◆ **Exercise directions**
The result should be every line of the listing that contains "previous".

◆ **Records supplied**
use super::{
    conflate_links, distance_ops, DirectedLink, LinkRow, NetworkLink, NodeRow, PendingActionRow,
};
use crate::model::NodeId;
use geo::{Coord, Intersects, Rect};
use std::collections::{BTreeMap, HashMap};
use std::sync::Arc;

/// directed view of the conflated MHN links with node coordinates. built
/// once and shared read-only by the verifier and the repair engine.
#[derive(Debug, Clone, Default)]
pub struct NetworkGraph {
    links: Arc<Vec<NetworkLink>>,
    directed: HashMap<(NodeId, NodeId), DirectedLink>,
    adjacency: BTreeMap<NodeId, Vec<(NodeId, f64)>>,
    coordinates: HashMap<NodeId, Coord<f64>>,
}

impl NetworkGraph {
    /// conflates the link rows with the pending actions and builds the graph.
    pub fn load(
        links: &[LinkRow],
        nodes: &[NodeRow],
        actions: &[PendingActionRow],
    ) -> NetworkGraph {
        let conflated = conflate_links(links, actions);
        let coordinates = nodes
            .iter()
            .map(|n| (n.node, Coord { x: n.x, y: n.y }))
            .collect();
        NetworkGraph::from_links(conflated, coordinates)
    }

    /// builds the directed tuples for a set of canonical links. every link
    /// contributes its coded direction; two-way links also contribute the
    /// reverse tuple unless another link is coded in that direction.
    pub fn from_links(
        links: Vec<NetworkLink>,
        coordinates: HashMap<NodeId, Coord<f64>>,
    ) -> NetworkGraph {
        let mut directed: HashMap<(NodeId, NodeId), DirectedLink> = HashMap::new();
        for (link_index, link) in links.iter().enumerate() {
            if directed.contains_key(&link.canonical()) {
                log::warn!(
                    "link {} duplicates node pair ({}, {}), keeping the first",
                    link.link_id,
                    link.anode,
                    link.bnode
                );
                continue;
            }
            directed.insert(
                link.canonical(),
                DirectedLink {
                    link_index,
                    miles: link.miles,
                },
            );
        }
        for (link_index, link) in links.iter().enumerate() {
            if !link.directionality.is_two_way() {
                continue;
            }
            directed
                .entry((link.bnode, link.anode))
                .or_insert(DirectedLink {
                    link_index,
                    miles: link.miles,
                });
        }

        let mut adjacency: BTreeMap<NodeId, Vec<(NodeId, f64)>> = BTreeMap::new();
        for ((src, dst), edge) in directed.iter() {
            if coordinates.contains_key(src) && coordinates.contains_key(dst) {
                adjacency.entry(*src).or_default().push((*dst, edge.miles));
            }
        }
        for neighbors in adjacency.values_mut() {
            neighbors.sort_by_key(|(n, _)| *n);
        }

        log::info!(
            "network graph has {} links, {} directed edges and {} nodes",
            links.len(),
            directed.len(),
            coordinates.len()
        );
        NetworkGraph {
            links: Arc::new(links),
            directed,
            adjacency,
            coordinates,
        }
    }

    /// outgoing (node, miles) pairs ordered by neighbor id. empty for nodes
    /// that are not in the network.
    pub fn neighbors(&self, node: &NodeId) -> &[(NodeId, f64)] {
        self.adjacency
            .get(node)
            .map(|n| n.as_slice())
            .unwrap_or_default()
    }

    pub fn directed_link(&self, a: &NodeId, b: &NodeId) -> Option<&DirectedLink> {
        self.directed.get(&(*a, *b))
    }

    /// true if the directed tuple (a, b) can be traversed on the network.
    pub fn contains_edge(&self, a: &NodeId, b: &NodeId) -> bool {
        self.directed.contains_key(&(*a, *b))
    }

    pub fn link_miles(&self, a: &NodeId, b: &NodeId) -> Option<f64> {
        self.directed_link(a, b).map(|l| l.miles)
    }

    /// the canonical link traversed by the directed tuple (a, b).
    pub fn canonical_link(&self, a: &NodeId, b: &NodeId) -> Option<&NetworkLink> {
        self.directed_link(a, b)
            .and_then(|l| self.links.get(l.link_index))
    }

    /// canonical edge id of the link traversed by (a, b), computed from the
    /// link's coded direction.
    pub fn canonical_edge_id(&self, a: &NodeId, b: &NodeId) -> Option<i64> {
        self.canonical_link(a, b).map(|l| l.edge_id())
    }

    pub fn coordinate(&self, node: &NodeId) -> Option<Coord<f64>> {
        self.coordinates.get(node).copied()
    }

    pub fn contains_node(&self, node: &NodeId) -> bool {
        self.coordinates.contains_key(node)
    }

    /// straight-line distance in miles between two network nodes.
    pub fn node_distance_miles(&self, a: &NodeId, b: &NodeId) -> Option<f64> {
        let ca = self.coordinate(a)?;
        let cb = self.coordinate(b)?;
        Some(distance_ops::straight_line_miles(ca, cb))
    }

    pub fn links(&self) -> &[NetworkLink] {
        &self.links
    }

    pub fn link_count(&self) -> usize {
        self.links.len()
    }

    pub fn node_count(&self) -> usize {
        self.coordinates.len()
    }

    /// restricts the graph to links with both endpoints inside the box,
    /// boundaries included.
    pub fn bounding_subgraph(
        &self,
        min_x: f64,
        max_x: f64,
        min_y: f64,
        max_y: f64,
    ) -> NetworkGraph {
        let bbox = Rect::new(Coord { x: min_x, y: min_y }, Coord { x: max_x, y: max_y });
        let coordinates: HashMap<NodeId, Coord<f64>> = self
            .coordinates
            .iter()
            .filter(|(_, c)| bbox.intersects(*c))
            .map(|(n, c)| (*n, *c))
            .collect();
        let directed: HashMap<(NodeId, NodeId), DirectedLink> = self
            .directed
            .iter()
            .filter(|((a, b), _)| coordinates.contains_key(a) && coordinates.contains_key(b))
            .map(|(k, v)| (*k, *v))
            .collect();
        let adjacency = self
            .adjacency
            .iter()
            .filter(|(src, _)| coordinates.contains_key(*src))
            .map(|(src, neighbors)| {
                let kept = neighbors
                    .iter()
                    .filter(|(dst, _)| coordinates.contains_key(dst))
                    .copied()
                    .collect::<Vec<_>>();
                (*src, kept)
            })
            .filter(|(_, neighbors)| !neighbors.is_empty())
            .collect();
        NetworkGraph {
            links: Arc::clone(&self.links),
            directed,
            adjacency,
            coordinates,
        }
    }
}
==
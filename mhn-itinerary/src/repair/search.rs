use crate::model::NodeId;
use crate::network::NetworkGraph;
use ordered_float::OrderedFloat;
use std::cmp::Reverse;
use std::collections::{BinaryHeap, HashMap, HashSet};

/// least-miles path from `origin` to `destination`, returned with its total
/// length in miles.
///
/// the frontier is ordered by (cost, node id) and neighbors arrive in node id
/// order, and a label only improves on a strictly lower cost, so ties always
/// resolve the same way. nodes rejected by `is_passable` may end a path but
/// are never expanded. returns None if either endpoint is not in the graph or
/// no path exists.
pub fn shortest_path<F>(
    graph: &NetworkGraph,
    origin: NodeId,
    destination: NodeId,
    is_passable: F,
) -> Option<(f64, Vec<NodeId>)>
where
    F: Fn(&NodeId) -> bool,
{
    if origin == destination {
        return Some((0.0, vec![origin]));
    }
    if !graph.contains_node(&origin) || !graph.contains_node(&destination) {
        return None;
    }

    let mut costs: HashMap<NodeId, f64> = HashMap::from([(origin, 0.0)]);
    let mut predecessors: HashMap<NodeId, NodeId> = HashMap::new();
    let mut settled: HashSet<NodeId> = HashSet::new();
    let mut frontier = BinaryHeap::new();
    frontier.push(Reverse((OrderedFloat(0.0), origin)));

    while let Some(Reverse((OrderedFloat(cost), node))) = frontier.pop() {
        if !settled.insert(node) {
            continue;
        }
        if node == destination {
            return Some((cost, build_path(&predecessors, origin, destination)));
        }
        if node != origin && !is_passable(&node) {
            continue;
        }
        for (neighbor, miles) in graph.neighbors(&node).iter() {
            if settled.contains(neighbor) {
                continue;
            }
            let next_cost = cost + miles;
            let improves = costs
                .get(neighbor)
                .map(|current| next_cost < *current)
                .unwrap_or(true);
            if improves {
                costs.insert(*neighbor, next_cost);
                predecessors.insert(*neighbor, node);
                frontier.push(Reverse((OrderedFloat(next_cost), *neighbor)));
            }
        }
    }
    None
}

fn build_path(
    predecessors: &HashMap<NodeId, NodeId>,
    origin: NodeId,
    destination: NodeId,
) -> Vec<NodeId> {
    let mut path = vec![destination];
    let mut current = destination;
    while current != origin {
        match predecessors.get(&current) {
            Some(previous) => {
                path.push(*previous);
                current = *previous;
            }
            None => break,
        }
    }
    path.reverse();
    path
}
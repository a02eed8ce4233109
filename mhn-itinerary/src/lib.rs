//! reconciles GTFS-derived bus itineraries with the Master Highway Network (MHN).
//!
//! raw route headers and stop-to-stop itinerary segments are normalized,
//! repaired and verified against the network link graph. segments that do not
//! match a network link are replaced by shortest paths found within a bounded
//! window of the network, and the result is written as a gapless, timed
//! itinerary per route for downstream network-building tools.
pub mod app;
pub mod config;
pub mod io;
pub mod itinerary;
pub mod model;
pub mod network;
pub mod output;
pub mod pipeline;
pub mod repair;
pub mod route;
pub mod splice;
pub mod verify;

◆ **Solution below**
            Some(previous) => {
                path.push(*previous);
                current = *previous;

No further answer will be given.